FrankensteinVariorum / fv-collation

first-stage collation processing in the Frankenstein Variorum Project. For post processing and Variorum development, see our GitHub organization: https://github.com/FrankensteinVariorum
https://frankensteinvariorum.github.io/fv-collation/
GNU Affero General Public License v3.0
9 stars 2 forks source link

Dealing with dels-in-mods for pointers and Levenshtein calculations #55

Closed ebeshero closed 5 years ago

ebeshero commented 6 years ago

@raffazizzi I woke up with a better idea of what to do about the <mod>....<del>..</del><add>....</add></mod> issue. I'd been (as I wrote yesterday) removing just those <del> elements from the collation files because they were apparently all very short and added a lot of complexity to the processing. (They're complex because we want to keep long <del>........</del> elements in case they're comparable spans of text to stuff preserved in the novel, so we don't want to just ignore all deletions in the collation. But I wanted to ignore these because they were tiny and incidental, as in lots of false starts and tiny emendations--so I kept inside the mod elements only the positive, undeleted and added material.) Since we need the record of the characters here for you to construct the pointers, I should put those dels back, or find a way to screen them in the collation, and here's my idea-- I think I can implement for C-10 today if there's still time!

1) In my prep of S-GA files for collation, I preserve and distinguish the del[parent::mod] elements as something like mDel (easy to see as a weird element name). I add it to the Python script to mask out of the collation tokens.

2) I might as well be doing the Levenshtein calculations we talked about in that pass as well, to base the distance calculations on the normalized collation tokens and not the literal output. And then we can try to return that info, the max Levenshtein calc, as an attribute on the <app> element.

The second part of this means getting in and modifying the collateX algorithm for its XML output to add that attribute (like we did to add type="invariant"). We did this before...I wonder if I can manage to do this on the trip out, just for C-10 so we can see it?

ebeshero commented 6 years ago

Or should I just wait...and we do this after ADHO? Let me know what you think, @raffazizzi .

ebeshero commented 6 years ago

@djbpitt I want to retrieve Levenshtein calculations from the normalized tokens during the collation process. I imagine such calculations are already running in the CollateX algorithm—and just as we were able to add information that witnesses are “invariant” where their normalized tokens all agree, shouldn’t we also be able to find the maximum L. distance among each pair-wise comparison of the witnesses, and add that in an attribute in the output XML collation?

ebeshero commented 6 years ago

@djbpitt Alternatively, I imagine outputting the normalized tokens and calculating the L. distances independently, as a separate step from the collation...I'm just wondering if it's feasible and better to do this all in the same step, since the destination is the output XML anyway.

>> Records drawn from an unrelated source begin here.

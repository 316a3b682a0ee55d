//! Enforced ceilings for one task execution.

use serde::{Deserialize, Serialize};
use std::time::Duration;

use super::violation::ViolationKind;
use crate::error::{GovernorError, Result};

/// Fraction of a limit at which a warning is raised.
pub const DEFAULT_WARNING_RATIO: f64 = 0.9;

/// Checkpoints retained per execution.
pub const DEFAULT_CHECKPOINT_HISTORY: usize = 16;

/// Ceiling enforced by [`ExecutionGuarantees`](super::ExecutionGuarantees).
///
/// A zero limit disables enforcement for that dimension.
#[derive(Debug, Clone, PartialEq, Serialize, Deserialize)]
#[serde(default)]
pub struct GuaranteesConfig {
    /// Maximum spend in USD (0 = unlimited)
    pub max_cost_usd: f64,
    /// Maximum wall-clock time (0 = unlimited)
    #[serde(rename = "max_duration_ms", with = "duration_ms")]
    pub max_duration: Duration,
    /// Maximum recursive calls (0 = unlimited)
    pub max_recursive_calls: u32,
    /// Maximum tokens (0 = unlimited)
    pub max_tokens: u64,
    /// Maximum recursion depth (0 = unlimited)
    pub max_depth: u32,
}

impl Default for GuaranteesConfig {
    fn default() -> Self {
        Self {
            max_cost_usd: 1.0,
            max_duration: Duration::from_secs(300),
            max_recursive_calls: 100,
            max_tokens: 500_000,
            max_depth: 10,
        }
    }
}

impl GuaranteesConfig {
    pub fn new() -> Self {
        Self::default()
    }

    /// No enforcement on any dimension.
    pub fn unlimited() -> Self {
        Self {
            max_cost_usd: 0.0,
            max_duration: Duration::ZERO,
            max_recursive_calls: 0,
            max_tokens: 0,
            max_depth: 0,
        }
    }

    pub fn with_max_cost_usd(mut self, usd: f64) -> Self {
        self.max_cost_usd = usd;
        self
    }

    pub fn with_max_duration(mut self, duration: Duration) -> Self {
        self.max_duration = duration;
        self
    }

    pub fn with_max_recursive_calls(mut self, calls: u32) -> Self {
        self.max_recursive_calls = calls;
        self
    }

    pub fn with_max_tokens(mut self, tokens: u64) -> Self {
        self.max_tokens = tokens;
        self
    }

    pub fn with_max_depth(mut self, depth: u32) -> Self {
        self.max_depth = depth;
        self
    }

    /// Copy with the limit for `kind` doubled, used to suggest a retry budget.
    pub fn doubled(&self, kind: ViolationKind) -> Self {
        let mut next = self.clone();
        match kind {
            ViolationKind::Budget => next.max_cost_usd *= 2.0,
            ViolationKind::Tokens => next.max_tokens = next.max_tokens.saturating_mul(2),
            ViolationKind::Calls => {
                next.max_recursive_calls = next.max_recursive_calls.saturating_mul(2)
            }
            ViolationKind::Time => next.max_duration = next.max_duration.saturating_mul(2),
            ViolationKind::Depth => next.max_depth = next.max_depth.saturating_mul(2),
        }
        next
    }

    pub fn validate(&self) -> Result<()> {
        if !self.max_cost_usd.is_finite() || self.max_cost_usd < 0.0 {
            return Err(GovernorError::InvalidConfig(format!(
                "max_cost_usd must be a non-negative number, got {}",
                self.max_cost_usd
            )));
        }
        Ok(())
    }
}

/// Knobs shared by every execution a service governs.
#[derive(Debug, Clone, PartialEq, Serialize, Deserialize)]
#[serde(default)]
pub struct GuaranteeTuning {
    /// Fraction of a limit at which a warning is raised (0.0 - 1.0)
    pub warning_ratio: f64,
    /// Number of checkpoints retained; older ones are evicted
    pub checkpoint_history: usize,
}

impl Default for GuaranteeTuning {
    fn default() -> Self {
        Self {
            warning_ratio: DEFAULT_WARNING_RATIO,
            checkpoint_history: DEFAULT_CHECKPOINT_HISTORY,
        }
    }
}

impl GuaranteeTuning {
    pub fn with_warning_ratio(mut self, ratio: f64) -> Self {
        self.warning_ratio = ratio;
        self
    }

    pub fn with_checkpoint_history(mut self, entries: usize) -> Self {
        self.checkpoint_history = entries;
        self
    }

    pub fn validate(&self) -> Result<()> {
        if !(self.warning_ratio > 0.0 && self.warning_ratio < 1.0) {
            return Err(GovernorError::InvalidConfig(format!(
                "warning_ratio must be in (0, 1), got {}",
                self.warning_ratio
            )));
        }
        if self.checkpoint_history == 0 {
            return Err(GovernorError::InvalidConfig(
                "checkpoint_history must be at least 1".to_string(),
            ));
        }
        Ok(())
    }
}

/// Serialize a duration as whole milliseconds.
pub(crate) mod duration_ms {
    use serde::{Deserialize, Deserializer, Serializer};
    use std::time::Duration;

    pub fn serialize<S: Serializer>(duration: &Duration, serializer: S) -> Result<S::Ok, S::Error> {
        let millis = u64::try_from(duration.as_millis()).unwrap_or(u64::MAX);
        serializer.serialize_u64(millis)
    }

    pub fn deserialize<'de, D: Deserializer<'de>>(deserializer: D) -> Result<Duration, D::Error> {
        u64::deserialize(deserializer).map(Duration::from_millis)
    }
}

ebeshero commented 6 years ago

Just recording the results of my chat with @djbpitt here: No, we can't pull the Levenshtein calcs from the collateX process, but this is definitely the right stage for retrieving them--and I can develop this in the same python script.

I'm revisiting my code for prepping the S-GA files and see exactly what I did to remove what turns out to be a subset of the mod/del elements: Here's where I did it, with a couple of other changes:

https://github.com/PghFrankenstein/Pittsburgh_Frankenstein/blob/Text_Processing/collateXPrep/sga_Notebooks/Id_Trans_sgaCollatePrep.xsl

See line 31. @raffazizzi : I can run the collation again, just on unit 10 (or the whole thing) and really just keep those modified deletions coded as <mdel>. I was thinking I could do two collation passes, just on our "unit test" of C-10 at first: 1) First output: I might just treat them the same as all the other deletions and process them with the collation--see if it makes a difference. (I suspect I did this once last spring and we'll discover the reason I removed them, but it's worth taking another look.) 2) Second output: I'll mask the <mdel> elements, meaning they'll be present but ignored during the collation, but still output so we'll have them. This second output should produce the same collation (and if it doesn't there will be something wrong and we'll have questions for the collateX developers...)

(By the way, I'm writing from the sky: I bought an internet pass for this flight so I have GitHub access all afternoon!)

ebeshero commented 5 years ago

Closing this, as we now output collation data in a new format, and have a method for calculating Levenshtein values.